Sintió la desconfianza del arcángel crecer y se obligó a reunir todas sus fuerzas para, con un ligero gesto, levantar el sello que cinco siglos atrás había puesto sobre la dichosa espada. Entonces había pensado que si él no podía usar el arma era justo que ningún arcángel pudiera hacerlo, ahora esa idea le parecía una estupidez. Era obvio que Uriel en algún momento querría recuperar su arma, aunque sus momentos fueran terriblemente largos. Levantar el maldito sello lo había dejado completamente exhausto. Sin fuerza alguna, ni poder, sentía como la condena que le había sido impuesta al comienzo de los tiempos se ceñía sobre él sin remedio, ni posibilidad para resistirse. Estaba a punto de desfallecer, pero no lo haría en presencia del arcángel. Jamás se permitiría mostrar dolor o debilidad alguna ante ellos. No de aquella manera, y menos en aquel momento.
Uriel apareció ante él. Era una imagen de luz cegadora y de una extraordinaria belleza, un recuerdo innecesario de la Gracia que le había sido negada. Pero, aún así, no pudo dejar de maravillarse ante la imagen del ser sagrado mientras sentía cómo estaba a punto de perder el control y desvanecerse de nuevo en el abismo. Se obligó a resistir.
—Ahora mismo podría acabar contigo.
Oyó la voz del arcángel, más clara que antes, mientras la silueta de luz brillaba aún con más intensidad, dejando entrever una figura femenina.
—No tienes ese poder —respondió él con rotundidad, aunque, en el fondo de su ser, dudaba de la verdad de aquellas palabras.
Realmente Uriel no podía matarlo, sólo mandarlo de un golpe al peor de los infiernos, al que, de cualquier modo, ya se encaminaba a más velocidad de la que él pensaba que fuera posible. Lo que no sabía era qué efecto tendría el poder de Uriel sobre él en el estado en el que se encontraba. Pero no había manera de que el arcángel supiera hasta qué punto estaba débil en ese momento, y él no tenía intención de hacérselo notar.

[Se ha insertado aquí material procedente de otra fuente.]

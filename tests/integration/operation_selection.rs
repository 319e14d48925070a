//! Routing of request shapes onto capabilities.

use crate::common::fixtures::{Call, RecordingHandler, tagged_search};
use crate::common::{context, recording_dispatcher};
use proptest::prelude::*;
use rest_dispatcher::dispatcher::{SelectionInput, select_operation};
use rest_dispatcher::{
    Capability, DispatchError, DispatchRequest, DispatcherBuilder, ErrorKind, Operation, Outcome,
    RestMethod, SearchHandlerConfig,
};
use serde_json::json;

const PATIENT: [Capability; 4] = [
    Capability::Retrievable,
    Capability::Listable,
    Capability::Searchable,
    Capability::Deletable,
];

#[tokio::test]
async fn test_patient_walkthrough() {
    let (dispatcher, handler) = recording_dispatcher("patient", &PATIENT);

    // GET /patient lists everything
    let listed = dispatcher
        .dispatch(DispatchRequest::new(RestMethod::Get, "patient", context("")))
        .await
        .unwrap();
    assert!(matches!(listed, Outcome::Page(_)));
    assert_eq!(handler.last_call(), Some(Call::List));

    // GET /patient?q=john has no search handler for `q`: generic search
    dispatcher
        .dispatch(DispatchRequest::new(RestMethod::Get, "patient", context("q=john")))
        .await
        .unwrap();
    assert_eq!(handler.last_call(), Some(Call::Search));

    // GET /patient/abc-123 retrieves
    let retrieved = dispatcher
        .dispatch(DispatchRequest::new(RestMethod::Get, "patient", context("")).with_id("abc-123"))
        .await
        .unwrap();
    assert_eq!(retrieved, Outcome::Entity(json!({ "uuid": "abc-123" })));

    // DELETE /patient/abc-123?reason=duplicate soft deletes with the reason
    let deleted = dispatcher
        .dispatch(
            DispatchRequest::new(RestMethod::Delete, "patient", context("reason=duplicate"))
                .with_id("abc-123"),
        )
        .await
        .unwrap();
    assert_eq!(deleted, Outcome::NoContent);
    assert_eq!(
        handler.last_call(),
        Some(Call::Delete {
            id: "abc-123".to_string(),
            reason: "duplicate".to_string(),
        })
    );
}

#[tokio::test]
async fn test_special_parameters_do_not_trigger_search() {
    let (dispatcher, handler) = recording_dispatcher("patient", &PATIENT);

    dispatcher
        .list_or_search(
            "patient",
            &context("v=full&limit=10&startIndex=20&includeAll=true&totalCount=true"),
        )
        .await
        .unwrap();
    assert_eq!(handler.calls(), vec![Call::List]);
}

#[tokio::test]
async fn test_list_only_resource_rejects_search() {
    let (dispatcher, handler) = recording_dispatcher("location", &[Capability::Listable]);

    let err = dispatcher
        .list_or_search("location", &context("q=ward"))
        .await
        .unwrap_err();
    assert!(matches!(
        err,
        DispatchError::UnsupportedOperation {
            capability: Capability::Searchable,
            ..
        }
    ));
    assert!(handler.calls().is_empty());
}

#[tokio::test]
async fn test_search_only_resource_rejects_list() {
    let (dispatcher, _) = recording_dispatcher("concept", &[Capability::Searchable]);

    let err = dispatcher
        .list_or_search("concept", &context(""))
        .await
        .unwrap_err();
    assert!(matches!(
        err,
        DispatchError::UnsupportedOperation {
            capability: Capability::Listable,
            ..
        }
    ));
}

#[tokio::test]
async fn test_collection_get_without_list_or_search() {
    let (dispatcher, handler) = recording_dispatcher("visit", &[Capability::Retrievable]);

    for query in ["", "v=full&limit=5&startIndex=0"] {
        let err = dispatcher
            .dispatch(DispatchRequest::new(RestMethod::Get, "visit", context(query)))
            .await
            .unwrap_err();
        assert!(
            matches!(
                err,
                DispatchError::UnsupportedOperation {
                    capability: Capability::Listable,
                    ..
                }
            ),
            "query {:?}",
            query
        );
    }
    assert!(handler.calls().is_empty());
}

#[tokio::test]
async fn test_search_handler_bypasses_missing_search_capability() {
    let handler = RecordingHandler::with(&[Capability::Listable]);
    let dispatcher = DispatcherBuilder::new()
        .register("location", handler.clone())
        .unwrap()
        .register_search_handler(
            "location",
            SearchHandlerConfig::new("by-tag", ["tag"]),
            tagged_search("tagged"),
        )
        .unwrap()
        .build()
        .unwrap();

    let outcome = dispatcher
        .list_or_search("location", &context("tag=login"))
        .await
        .unwrap();
    assert_eq!(outcome.page().map(|page| page.len()), Some(1));
    assert!(handler.calls().is_empty());
}

#[tokio::test]
async fn test_each_operation_requires_its_capability() {
    let cases = [
        (RestMethod::Get, Some("x"), "", None, Capability::Retrievable),
        (RestMethod::Post, None, "", Some(json!({})), Capability::Creatable),
        (RestMethod::Post, Some("x"), "", Some(json!({})), Capability::Updatable),
        (RestMethod::Delete, Some("x"), "", None, Capability::Deletable),
        (RestMethod::Delete, Some("x"), "purge", None, Capability::Purgeable),
        (RestMethod::Get, None, "", None, Capability::Listable),
        (RestMethod::Get, None, "q=a", None, Capability::Searchable),
    ];

    for (method, id, query, body, needed) in cases {
        let others: Vec<Capability> = Capability::ALL
            .into_iter()
            .filter(|capability| *capability != needed)
            .collect();
        let (dispatcher, handler) = recording_dispatcher("thing", &others);

        let mut request = DispatchRequest::new(method, "thing", context(query));
        if let Some(id) = id {
            request = request.with_id(id);
        }
        if let Some(body) = body {
            request = request.with_body(body);
        }

        let err = dispatcher.dispatch(request).await.unwrap_err();
        match err {
            DispatchError::UnsupportedOperation { capability, .. } => {
                assert_eq!(capability, needed)
            }
            other => panic!("expected unsupported {:?}, got {:?}", needed, other),
        }
        assert!(handler.calls().is_empty(), "no fall-through for {:?}", needed);
    }
}

#[tokio::test]
async fn test_unknown_resource_checked_before_parameters() {
    let (dispatcher, _) = recording_dispatcher("patient", &PATIENT);

    let err = dispatcher
        .dispatch(
            DispatchRequest::new(RestMethod::Delete, "encounter", context("purge=maybe"))
                .with_id("e1"),
        )
        .await
        .unwrap_err();
    assert_eq!(err.kind(), ErrorKind::UnknownResource);
}

fn method_strategy() -> impl Strategy<Value = RestMethod> {
    prop_oneof![
        Just(RestMethod::Get),
        Just(RestMethod::Post),
        Just(RestMethod::Delete),
    ]
}

proptest! {
    #[test]
    fn test_selection_is_total_and_consistent(
        method in method_strategy(),
        has_id in any::<bool>(),
        purge in any::<bool>(),
        search_handler_matched in any::<bool>(),
        has_search_parameters in any::<bool>(),
    ) {
        let input = SelectionInput {
            method,
            has_id,
            purge,
            search_handler_matched,
            has_search_parameters,
        };

        match select_operation(&input) {
            Ok(operation) => {
                // Entity operations exactly when an id is present
                let targets_entity = matches!(
                    operation,
                    Operation::Retrieve | Operation::Update | Operation::Delete | Operation::Purge
                );
                prop_assert_eq!(targets_entity, has_id);
                if operation == Operation::HandlerSearch {
                    prop_assert!(search_handler_matched);
                }
                if operation == Operation::Purge {
                    prop_assert!(purge);
                }
            }
            Err(err) => {
                prop_assert_eq!(err.kind(), ErrorKind::BadRequest);
                prop_assert!(method == RestMethod::Delete && !has_id);
            }
        }
    }
}
//! Request builder utilities for RestRequest
//!
//! A target may carry its query string (`/patient?q=john`); it is split off
//! into [`RestRequest::query`].

use crate::request_handler::core::RestRequest;
use serde_json::Value;

impl RestRequest {
    /// Create a request for any method name.
    pub fn new(method: impl Into<String>, target: &str) -> Self {
        let (path, query) = target.split_once('?').unwrap_or((target, ""));
        Self {
            method: method.into(),
            path: path.to_string(),
            query: query.to_string(),
            body: None,
            request_id: None,
        }
    }

    /// Create a GET request (retrieve, list or search).
    pub fn get(target: &str) -> Self {
        Self::new("GET", target)
    }

    /// Create a POST request (create or update).
    pub fn post(target: &str, body: Value) -> Self {
        Self::new("POST", target).with_body(body)
    }

    /// Create a DELETE request (delete, or purge with `?purge`).
    pub fn delete(target: &str) -> Self {
        Self::new("DELETE", target)
    }

    /// Replace the query string.
    pub fn with_query(mut self, query: impl Into<String>) -> Self {
        self.query = query.into();
        self
    }

    pub fn with_body(mut self, body: Value) -> Self {
        self.body = Some(body);
        self
    }

    /// Set the correlation id used for logging and the response.
    pub fn with_request_id(mut self, request_id: impl Into<String>) -> Self {
        self.request_id = Some(request_id.into());
        self
    }
}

—He cumplido mi parte del trato. La próxima vez que nos encontremos no me importará que tengas o no arma —dijo, mirando directamente a la forma de luz.
Sus fuerzas estaban agotadas y la amenaza en su voz era fruto de su propia rabia ante esa verdad. Hizo un esfuerzo más, el último, antes de dejarse vencer.
—Te mandaré al maldito cielo de una patada, Uriel. O, mejor, te encadenaré en la tierra para que me hagas compañía. Sea como sea, sufrirás. Te he dejado escapar en dos ocasiones, te aseguro que no habrá una tercera —la amenazó, procurando que su voz fuera tan terrible como siempre había sido, aunque no sabía si lo estaba consiguiendo porque estaba demasiado ocupado resistiéndose a la atracción irrefutable del abismo—. Así que te aconsejo que no vuelvas a perder tu maldita espada, arcángel.
Las fuerzas de Ángel se desvanecieron por completo al escupir con rabia aquella última palabra y alejarse rápidamente de Uriel. No pudo llegar muy lejos antes de que el más terrible de los sufrimientos lo tomara por completo, haciéndole perder la noción del espacio, del tiempo y de su propia existencia, arrastrándolo al más absoluto de los vacíos.